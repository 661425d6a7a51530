//! Drives graceful shutdown from process signals
//!
//! [`sigint_or_sigterm`] returns a [`Shutdown`] and a [`Watch`]. Watches are
//! handed to controllers; when a signal arrives, each watch is notified and
//! shutdown completes once every watch has been released. A second signal
//! aborts the wait.

use tracing::{debug, info};

mod signals;

pub use drain::Watch;

/// Waits for a shutdown signal and then for all watches to be released
#[derive(Debug)]
#[must_use = "call `Shutdown::signaled` to await a signal"]
pub struct Shutdown {
    signals: signals::Signals,
    tx: drain::Signal,
}

/// Indicates that signal handlers could not be registered
#[derive(Debug, thiserror::Error)]
#[error("failed to register signal handler: {0}")]
pub struct RegisterError(#[from] std::io::Error);

/// Indicates that shutdown was cut short by a second signal
#[derive(Copy, Clone, Debug, thiserror::Error)]
#[error("process aborted by signal")]
pub struct Aborted(());

/// Creates a shutdown channel driven by SIGINT and SIGTERM (Ctrl-C and
/// Ctrl-Break on Windows).
pub fn sigint_or_sigterm() -> Result<(Shutdown, Watch), RegisterError> {
    let signals = signals::Signals::new()?;
    let (tx, rx) = drain::channel();
    Ok((Shutdown { signals, tx }, rx))
}

impl Shutdown {
    /// Completes once a signal has been received and every [`Watch`] has been
    /// released.
    pub async fn signaled(self) -> Result<(), Aborted> {
        let Self { mut signals, tx } = self;

        signals.recv().await;
        info!("Shutting down");

        tokio::select! {
            _ = tx.drain() => {
                debug!("Drained");
                Ok(())
            }
            _ = signals.recv() => {
                info!("Aborting shutdown on second signal");
                Err(Aborted(()))
            }
        }
    }
}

........

(What the exercise asks)
Copy out the material exactly, omitting nothing.

(Written answer)
repository 661425d6a7a51530
//! Drives graceful shutdown from process signals
//!
//! [`sigint_or_sigterm`] returns a [`Shutdown`] and a [`Watch`]. Watches are
//! handed to controllers; when a signal arrives, each watch is notified and
//! shutdown completes once every watch has been released. A second signal
//! aborts the wait.

use tracing::{debug, info};

mod signals;

pub use drain::Watch;

/// Waits for a shutdown signal and then for all watches to be released
#[derive(Debug)]
#[must_use = "call `Shutdown::signaled` to await a signal"]
pub struct Shutdown {
    signals: signals::Signals,
    tx: drain::Signal,
}

/// Indicates that signal handlers could not be registered
#[derive(Debug, thiserror::Error)]
#[error("failed to register signal handler: {0}")]
pub struct RegisterError(#[from] std::io::Error);

/// Indicates that shutdown was cut short by a second signal
#[derive(Copy, Clone, Debug, thiserror::Error)]
#[error("process aborted by signal")]
pub struct Aborted(());

/// Creates a shutdown channel driven by SIGINT and SIGTERM (Ctrl-C and
/// Ctrl-Break on Windows).
pub fn sigint_or_sigterm() -> Result<(Shutdown, Watch), RegisterError> {
    let signals = signals::Signals::new()?;
    let (tx, rx) = drain::channel();
    Ok((Shutdown { signals, tx }, rx))
}

impl Shutdown {
    /// Completes once a signal has been received and every [`Watch`] has been
    /// released.
    pub async fn signaled(self) -> Result<(), Aborted> {
        let Self { mut signals, tx } = self;

        signals.recv().await;
        info!("Shutting down");

        tokio::select! {
            _ = tx.drain() => {
                debug!("Drained");
                Ok(())
            }
            _ = signals.recv() => {
                info!("Aborting shutdown on second signal");
                Err(Aborted(()))
            }
        }
    }
}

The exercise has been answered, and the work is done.